Dienstag, 27. März 2012

Toy Story 2: Opfer

Wir haben das Wort Toy studiert. Eine relativ faire Klassifizierung in der Szene. Das Wort "Opfer" ist sein 2 Meter grosser, extrem dummer Cousin. Ein Fleischberg eines Ausdrucks, unfähig zu sozialen Kompetenzentscheidungen, willkürlich, Prolet und Egomane zugleich.

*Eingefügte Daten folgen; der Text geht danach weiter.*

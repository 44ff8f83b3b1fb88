//! The imported icon collection, the aggregation pass, and document export.
//!
//! An [`ImportedSet`] is built once per run by the import step, consumed by
//! [`ImportedSet::build`] (one ordered pass invoking the pipeline per icon,
//! committing or dropping each entry), and the resulting
//! [`IconSetDocument`] is what gets written to disk.

use std::collections::BTreeMap;
use std::fs;
use std::path::{Path, PathBuf};

use serde::{Deserialize, Serialize};
use thiserror::Error;

use crate::pipeline::IconPipeline;

// ============================================================================
// Entries
// ============================================================================

/// What kind of entry a name refers to in the set.
#[derive(Debug, Clone, PartialEq, Eq)]
pub enum EntryKind {
    /// A real icon; runs the normalization pipeline.
    Icon,
    /// A second name for another entry; passes through untouched.
    Alias {
        /// Name of the entry this alias points at.
        parent: String,
    },
}

/// One named entry of the imported collection.
#[derive(Debug, Clone)]
pub struct IconEntry {
    /// Unique name within the set (the source file's stem).
    pub name: String,
    /// Entry kind; only [`EntryKind::Icon`] entries are processed.
    pub kind: EntryKind,
    /// Raw markup as imported (empty for alias entries).
    pub source: String,
}

impl IconEntry {
    /// Creates an icon entry from raw markup.
    pub fn icon(name: impl Into<String>, source: impl Into<String>) -> Self {
        Self {
            name: name.into(),
            kind: EntryKind::Icon,
            source: source.into(),
        }
    }

    /// Creates an alias entry pointing at `parent`.
    pub fn alias(name: impl Into<String>, parent: impl Into<String>) -> Self {
        Self {
            name: name.into(),
            kind: EntryKind::Alias {
                parent: parent.into(),
            },
            source: String::new(),
        }
    }
}

// ============================================================================
// ImportedSet
// ============================================================================

/// The icon collection for one run: a namespace prefix plus ordered entries.
///
/// Scoped to a single run: built by import, consumed by [`Self::build`],
/// discarded after.
#[derive(Debug, Default)]
pub struct ImportedSet {
    prefix: String,
    entries: Vec<IconEntry>,
}

impl ImportedSet {
    /// Creates an empty set under the given namespace prefix.
    pub fn new(prefix: impl Into<String>) -> Self {
        Self {
            prefix: prefix.into(),
            entries: Vec::new(),
        }
    }

    /// Returns the namespace prefix.
    pub fn prefix(&self) -> &str {
        &self.prefix
    }

    /// Adds an entry, replacing any existing entry with the same name.
    pub fn push(&mut self, entry: IconEntry) {
        if let Some(existing) = self.entries.iter_mut().find(|e| e.name == entry.name) {
            *existing = entry;
        } else {
            self.entries.push(entry);
        }
    }

    /// Number of entries in the set.
    pub fn len(&self) -> usize {
        self.entries.len()
    }

    /// Returns true if the set has no entries.
    pub fn is_empty(&self) -> bool {
        self.entries.is_empty()
    }

    /// Iterates over entries in import order.
    pub fn iter(&self) -> impl Iterator<Item = &IconEntry> {
        self.entries.iter()
    }

    /// Runs every icon entry through the pipeline and produces the export
    /// document.
    ///
    /// Entries are visited exactly once, in import order. An icon that
    /// completes the pipeline is committed into the document; an icon that
    /// fails any step is dropped with one diagnostic line and the pass
    /// continues. Alias entries bypass the pipeline entirely.
    pub fn build(self, pipeline: &IconPipeline) -> IconSetDocument {
        let mut document = IconSetDocument::new(self.prefix);

        for entry in self.entries {
            match entry.kind {
                EntryKind::Alias { parent } => {
                    document.aliases.insert(entry.name, AliasRecord { parent });
                }
                EntryKind::Icon => match pipeline.process(&entry.name, &entry.source) {
                    Ok(icon) => {
                        document.icons.insert(
                            entry.name,
                            IconRecord {
                                body: icon.markup.inner_markup(),
                                width: icon.view_box.width,
                                height: icon.view_box.height,
                            },
                        );
                    }
                    Err(err) => {
                        log::warn!("dropping icon \"{}\": {err}", entry.name);
                    }
                },
            }
        }

        document
    }
}

// ============================================================================
// Export document
// ============================================================================

/// One committed icon in the exported document.
#[derive(Debug, Clone, PartialEq, Serialize, Deserialize)]
pub struct IconRecord {
    /// Serialized markup body, without the `<svg>` wrapper.
    pub body: String,
    /// Final width in user units (padding already applied).
    pub width: f64,
    /// Final height in user units (padding already applied).
    pub height: f64,
}

/// One alias in the exported document.
#[derive(Debug, Clone, PartialEq, Serialize, Deserialize)]
pub struct AliasRecord {
    /// Name of the icon this alias resolves to.
    pub parent: String,
}

/// The exported icon-set artifact.
///
/// Every icon present here completed the pipeline without error; dropped
/// icons are fully absent.
#[derive(Debug, Clone, PartialEq, Serialize, Deserialize)]
pub struct IconSetDocument {
    /// Namespace prefix for the whole set.
    pub prefix: String,
    /// Committed icons by name.
    pub icons: BTreeMap<String, IconRecord>,
    /// Aliases by name.
    #[serde(default, skip_serializing_if = "BTreeMap::is_empty")]
    pub aliases: BTreeMap<String, AliasRecord>,
}

/// Failure to produce or persist the output document. Fatal for the run.
#[derive(Debug, Error)]
pub enum ExportError {
    /// The document could not be serialized.
    #[error("failed to serialize icon set document: {0}")]
    Serialize(#[from] serde_json::Error),

    /// The document could not be written to storage.
    #[error("failed to write icon set document to {path}: {source}")]
    Write {
        path: PathBuf,
        #[source]
        source: std::io::Error,
    },
}

impl IconSetDocument {
    /// Creates an empty document under the given prefix.
    pub fn new(prefix: impl Into<String>) -> Self {
        Self {
            prefix: prefix.into(),
            icons: BTreeMap::new(),
            aliases: BTreeMap::new(),
        }
    }

    /// Serializes the document to pretty-printed JSON.
    pub fn to_json(&self) -> Result<String, serde_json::Error> {
        serde_json::to_string_pretty(self)
    }

    /// Deserializes a document from JSON.
    pub fn from_json(json: &str) -> Result<Self, serde_json::Error> {
        serde_json::from_str(json)
    }

    /// Writes the document to `path`.
    ///
    /// The document is serialized in full before anything touches storage,
    /// so a serialization failure leaves no file behind.
    pub fn write_to(&self, path: &Path) -> Result<(), ExportError> {
        let json = self.to_json()?;
        fs::write(path, json).map_err(|source| ExportError::Write {
            path: path.to_path_buf(),
            source,
        })?;
        Ok(())
    }
}

// ============================================================================
// Tests
// ============================================================================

Das Wort Opfer hörte ich zum ersten Mal im Verlaufe der multimedialen Takeoveration der Berliner Rap-Schule. Es war ein klarer Ausdruck. Er fiel selten, er hatte eine klare Definition und Kraft: Opfer ist unterlegen, Opfer ist selbstverschuldet, Opfer ist unterdrückt. Schon hier zeigt sich die harte Unterscheidung zum Toy: Toy wurde eine Möglichkeit zum Aufstieg gegeben - wohingegen Opfer Scheisse frisst, all day long. Das war damals aber nicht der Punkt. Damals war dieses kurze prägnante Wort griffig und sogar witzig. Nach dem sozialistischen Integrationsprinzip von "Toy" kam hier ein Ausdruck, der klarstellte: komm schon, du weisst doch selber, dass du ein kompletter Vollspassti (Notiz an mich: über Spasst nächste Kolumne machen) und Riesenclown bist, der nicht einmal in unser Schema passt, geschweige denn zu werten wäre. Du lebst auf Planet "übrig".

Nach seiner Insiderlaufbahn nahm das Wort allerdings einen eigenen Zug Richtung Duden. So wie der Rap aus Berlin sich verbreitete und die zigilliarden Generika Rap-Pilze nach Lederjacken und Massenmord Prinzip aus dem Boden schossen, in ihren heimlichen ikonoklastischen Selbstabwichsungen zwischen Scarface und Westberlin Maskulin aus dem Heimstudio, im selben Eiltempo gab sich auch "Opfer" als Stigma die Blösse. Jeder Trottel mit gemietetem Audi von damals bis Heute schmeisst mit dem Wort inflationär um sich, als ginge es darum, das Wort Israel in der Bibel zu ersetzen. Wie kommts?

Nun, das Wort Opfer hat sich aus dem HipHop Kosmos gelöst. Sprich: Auch wenn jemand Null und wieder Nichts mit dieser Kultur zu tun hat - wie ja so viele in den Zeiten des Rap-Semitismus - er darf das Wort in einem Hip-Hop Kontext nutzen oder versteht. Im Gegensatz zum Toy weiss beim Opfer auch der Empfänger etwas damit anzufangen, dem HipHop grundsätzlich Scheissen-Egal ist. Denn ein Opfer definiert sich über den Rand der HipHop Kultur hinaus. Ein Opfer kann definitiv ein Opfer sein.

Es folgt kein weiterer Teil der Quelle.